Riding out storms and searing heat in western Pacific waters, the burly, sun-inked Filipino uses a pole and line to reel in yellowfin tuna the size of an adult human.
This has been his trade for 40 years, but it is becoming tougher as fisheries in this region – one of the planet’s most important centres of tuna production – face the prospect of total collapse.
Gomez did not hear the dire prediction this year by the world’s leading body of biodiversity scientists, who warned that exploitable fish reserves in Asia-Pacific waters were on course to crash to zero by 2048.
All he knows is that with every year that passes, he has to spend ever longer at sea to catch ever smaller tuna, at greater personal risk and lower reward.
Gomez says that when he started out at the age of 14, he and his father would sail from General Santos port to the Sarangani Bay on a small bangka (outrigger boat). One night was enough to return the next day with 10 tuna, often weighing in at more than 100kg.
But the global surge in demand for sushi, sashimi and tinned tuna has brought more competition and massive overfishing.
Today, the bay is largely fished out, as are most of the surrounding waters in the Mindanao Sea, so he voyages further in clippers that can spend months away from port. But as the boats get bigger, the tuna are getting smaller. These days, Gomez considers himself fortunate to take a bigeye tuna of 70kg.
On his latest trip, his share of the take is just 4,000 pesos – equivalent to £1 for each of the 60 days he spent at sea.
“It is harder now to make a living and feed my family,” he says.
As soon as his boat docks, Gomez unloads his catch and then immediately prepares to set out again to make up for lost income. Once the hold is refilled with ice, he will be gone.
The fisherman sees his wife and children just two or three times a year even though they live less than half an hour from the port. His eldest son comes to spend a few hours with him on the foredeck, knowing his father could be away not just for months, but for years.
‘IT
IS TOTAL EXPLOITATION’
Gomez has been arrested and jailed three times for illegally fishing in
Indonesia, where the tuna are more abundant. His Filipino boss – the owner of the boat – orders him across the maritime border, but takes no responsibility when Gomez gets caught.
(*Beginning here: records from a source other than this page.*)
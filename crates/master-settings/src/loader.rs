//! Settings loading with deep merge and environment variable overrides.
//!
//! Loading flow:
//! 1. Start with compiled [`MasterSettings::default()`]
//! 2. If `~/.master/settings.json` exists, deep-merge user values over defaults
//! 3. Apply `MASTER_*` environment overrides (highest priority)
//! 4. Validate the result
//!
//! Deep merge rules:
//! - Objects are merged recursively (source overrides target per-key)
//! - Arrays and primitives are replaced entirely by source
//! - Null values in source are skipped (preserving target)

use std::path::{Path, PathBuf};

use serde_json::Value;
use tracing::{debug, warn};

use crate::errors::Result;
use crate::types::MasterSettings;

/// Override for the core endpoint URL.
pub const ENV_CORE_URL: &str = "MASTER_CORE_URL";
/// Override for the keepalive period.
pub const ENV_KEEPALIVE_MS: &str = "MASTER_KEEPALIVE_MS";
/// Override for the reconnect delay.
pub const ENV_RECONNECT_DELAY_MS: &str = "MASTER_RECONNECT_DELAY_MS";
/// Override for the speaking fallback timeout.
pub const ENV_SPEAKING_FALLBACK_MS: &str = "MASTER_SPEAKING_FALLBACK_MS";
/// Override for the connect timeout.
pub const ENV_CONNECT_TIMEOUT_MS: &str = "MASTER_CONNECT_TIMEOUT_MS";
/// Override for the transcript capacity.
pub const ENV_TRANSCRIPT_CAPACITY: &str = "MASTER_TRANSCRIPT_CAPACITY";
/// Override for the log level.
pub const ENV_LOG_LEVEL: &str = "MASTER_LOG_LEVEL";

/// Resolve the path to the settings file (`~/.master/settings.json`).
pub fn settings_path() -> PathBuf {
    let home = std::env::var("HOME").unwrap_or_else(|_| "/tmp".to_string());
    PathBuf::from(home).join(".master").join("settings.json")
}

/// Load settings from the default path with env var overrides.
pub fn load_settings() -> Result<MasterSettings> {
    load_settings_from_path(&settings_path())
}

/// Load settings from a specific path with env var overrides.
///
/// A missing file yields defaults. Invalid JSON or an invalid merged value
/// is an error.
pub fn load_settings_from_path(path: &Path) -> Result<MasterSettings> {
    load_with_env(path, |name| std::env::var(name).ok())
}

/// Load settings from `path`, reading overrides through `env`.
pub fn load_with_env<F>(path: &Path, env: F) -> Result<MasterSettings>
where
    F: Fn(&str) -> Option<String>,
{
    let defaults = serde_json::to_value(MasterSettings::default())?;

    let merged = if path.exists() {
        debug!(?path, "loading settings from file");
        let content = std::fs::read_to_string(path)?;
        let user: Value = serde_json::from_str(&content)?;
        deep_merge(defaults, user)
    } else {
        debug!(?path, "settings file not found, using defaults");
        defaults
    };

    let mut settings: MasterSettings = serde_json::from_value(merged)?;
    apply_env_overrides(&mut settings, env);
    settings.validate()?;
    Ok(settings)
}

/// Recursive deep merge of two JSON values.
pub fn deep_merge(target: Value, source: Value) -> Value {
    match (target, source) {
        (Value::Object(mut target_map), Value::Object(source_map)) => {
            for (key, source_val) in source_map {
                if source_val.is_null() {
                    continue;
                }
                let merged = if let Some(target_val) = target_map.remove(&key) {
                    deep_merge(target_val, source_val)
                } else {
                    source_val
                };
                let _ = target_map.insert(key, merged);
            }
            Value::Object(target_map)
        }
        (_, source) => source,
    }
}

/// Apply environment overrides read through `env`.
///
/// Numbers must parse and fall within range; invalid values are ignored
/// with a warning and the file/default value stays.
pub fn apply_env_overrides<F>(settings: &mut MasterSettings, env: F)
where
    F: Fn(&str) -> Option<String>,
{
    let session = &mut settings.session;
    if let Some(v) = read_string(&env, ENV_CORE_URL) {
        session.endpoint = v;
    }
    if let Some(v) = read_u64(&env, ENV_KEEPALIVE_MS, 1_000, 3_600_000) {
        session.keepalive_interval_ms = v;
    }
    if let Some(v) = read_u64(&env, ENV_RECONNECT_DELAY_MS, 0, 600_000) {
        session.reconnect_delay_ms = v;
    }
    if let Some(v) = read_u64(&env, ENV_SPEAKING_FALLBACK_MS, 0, 600_000) {
        session.speaking_fallback_ms = v;
    }
    if let Some(v) = read_u64(&env, ENV_CONNECT_TIMEOUT_MS, 100, 600_000) {
        session.connect_timeout_ms = v;
    }
    if let Some(v) = read_u64(&env, ENV_TRANSCRIPT_CAPACITY, 1, 1_000) {
        // bounded above, always fits
        session.transcript_capacity = usize::try_from(v).unwrap_or(session.transcript_capacity);
    }
    if let Some(v) = read_string(&env, ENV_LOG_LEVEL) {
        settings.logging.level = v;
    }
}

/// Parse a string as a `u64` within an inclusive range.
pub fn parse_u64_range(val: &str, min: u64, max: u64) -> Option<u64> {
    let n: u64 = val.trim().parse().ok()?;
    (n >= min && n <= max).then_some(n)
}

fn read_string<F>(env: &F, name: &str) -> Option<String>
where
    F: Fn(&str) -> Option<String>,
{
    env(name).filter(|v| !v.is_empty())
}

fn read_u64<F>(env: &F, name: &str, min: u64, max: u64) -> Option<u64>
where
    F: Fn(&str) -> Option<String>,
{
    let val = env(name)?;
    let result = parse_u64_range(&val, min, max);
    if result.is_none() {
        warn!(key = name, value = %val, "invalid numeric env var, ignoring");
    }
    result
}

#[cfg(test)]
mod tests {
    use std::collections::HashMap;
    use std::io::Write as _;

    use super::*;
    use crate::errors::SettingsError;

    fn no_env(_: &str) -> Option<String> {
        None
    }

    fn env_from(pairs: &[(&str, &str)]) -> impl Fn(&str) -> Option<String> {
        let map: HashMap<String, String> = pairs
            .iter()
            .map(|(k, v)| ((*k).to_string(), (*v).to_string()))
            .collect();
        move |name| map.get(name).cloned()
    }

    fn write_settings(content: &str) -> tempfile::NamedTempFile {
        let mut file = tempfile::NamedTempFile::new().unwrap();
        file.write_all(content.as_bytes()).unwrap();
        file
    }

    // ── deep_merge ──────────────────────────────────────────────────

    #[test]
    fn merge_nested_override() {
        let target = serde_json::json!({"session": {"endpoint": "ws://a", "reconnectDelayMs": 3000}});
        let source = serde_json::json!({"session": {"endpoint": "ws://b"}});
        let merged = deep_merge(target, source);
        assert_eq!(merged["session"]["endpoint"], "ws://b");
        assert_eq!(merged["session"]["reconnectDelayMs"], 3000);
    }

    #[test]
    fn merge_null_preserves_target() {
        let target = serde_json::json!({"a": 1, "b": 2});
        let source = serde_json::json!({"a": null});
        let merged = deep_merge(target, source);
        assert_eq!(merged["a"], 1);
        assert_eq!(merged["b"], 2);
    }

    #[test]
    fn merge_array_replace() {
        let target = serde_json::json!({"items": [1, 2, 3]});
        let source = serde_json::json!({"items": [4]});
        assert_eq!(deep_merge(target, source)["items"], serde_json::json!([4]));
    }

    // ── file loading ────────────────────────────────────────────────

    #[test]
    fn missing_file_yields_defaults() {
        let dir = tempfile::tempdir().unwrap();
        let settings = load_with_env(&dir.path().join("nope.json"), no_env).unwrap();
        assert_eq!(settings, MasterSettings::default());
    }

    #[test]
    fn file_values_override_defaults() {
        let file = write_settings(
            r#"{"session": {"endpoint": "ws://10.0.0.2:8000/ws", "reconnectDelayMs": 500}}"#,
        );
        let settings = load_with_env(file.path(), no_env).unwrap();
        assert_eq!(settings.session.endpoint, "ws://10.0.0.2:8000/ws");
        assert_eq!(settings.session.reconnect_delay_ms, 500);
        assert_eq!(settings.session.keepalive_interval_ms, 30_000);
    }

    #[test]
    fn invalid_json_is_an_error() {
        let file = write_settings("{not json");
        let err = load_with_env(file.path(), no_env).unwrap_err();
        assert!(matches!(err, SettingsError::Json(_)));
    }

    #[test]
    fn invalid_merged_value_is_an_error() {
        let file = write_settings(r#"{"session": {"keepaliveIntervalMs": 0}}"#);
        let err = load_with_env(file.path(), no_env).unwrap_err();
        assert!(matches!(err, SettingsError::InvalidValue(_)));
    }

    // ── env overrides ───────────────────────────────────────────────

    #[test]
    fn env_overrides_file() {
        let file = write_settings(r#"{"session": {"endpoint": "ws://file/ws"}}"#);
        let env = env_from(&[
            (ENV_CORE_URL, "ws://env/ws"),
            (ENV_RECONNECT_DELAY_MS, "250"),
            (ENV_LOG_LEVEL, "debug"),
        ]);
        let settings = load_with_env(file.path(), env).unwrap();
        assert_eq!(settings.session.endpoint, "ws://env/ws");
        assert_eq!(settings.session.reconnect_delay_ms, 250);
        assert_eq!(settings.logging.level, "debug");
    }

    #[test]
    fn out_of_range_env_is_ignored() {
        let mut settings = MasterSettings::default();
        apply_env_overrides(
            &mut settings,
            env_from(&[(ENV_KEEPALIVE_MS, "5"), (ENV_TRANSCRIPT_CAPACITY, "0")]),
        );
        assert_eq!(settings.session.keepalive_interval_ms, 30_000);
        assert_eq!(settings.session.transcript_capacity, 5);
    }

    #[test]
    fn empty_string_env_is_ignored() {
        let mut settings = MasterSettings::default();
        apply_env_overrides(&mut settings, env_from(&[(ENV_CORE_URL, "")]));
        assert_eq!(settings.session.endpoint, "ws://localhost:8000/ws");
    }

    #[test]
    fn transcript_capacity_env_applies() {
        let mut settings = MasterSettings::default();
        apply_env_overrides(&mut settings, env_from(&[(ENV_TRANSCRIPT_CAPACITY, "12")]));
        assert_eq!(settings.session.transcript_capacity, 12);
    }

    // ── parsing ─────────────────────────────────────────────────────

    #[test]
    fn parse_u64_range_bounds() {
        assert_eq!(parse_u64_range("3000", 0, 5000), Some(3000));
        assert_eq!(parse_u64_range(" 42 ", 0, 100), Some(42));
        assert_eq!(parse_u64_range("5001", 0, 5000), None);
        assert_eq!(parse_u64_range("-1", 0, 5000), None);
        assert_eq!(parse_u64_range("abc", 0, 5000), None);
    }

    #[test]
    fn settings_path_ends_with_master_dir() {
        let path = settings_path();
        assert!(path.ends_with(".master/settings.json"));
    }
}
Instead, the fisherman has to find his own way home.
“It’s a kind of slavery,” says Gomez (who asked that his name be changed due to concerns about retribution). “At times, I’ve gone years at sea for no pay.”
This is far from unusual. More than 600 Filipino fishermen have been jailed by Indonesia. Almost all were subcontracted by boat owners who gave no help in repatriating them.
“It is total exploitation. The fishers have no choice. They know that if they don’t cross the border they won’t have their contracts extended,” says Benjamin Sumog-oy of the Sentro labour organisation. “The relationship is feudal. The workers are not recognised as employees. They cannot join unions. They have no rights, no salaries. It is semi-slavery.”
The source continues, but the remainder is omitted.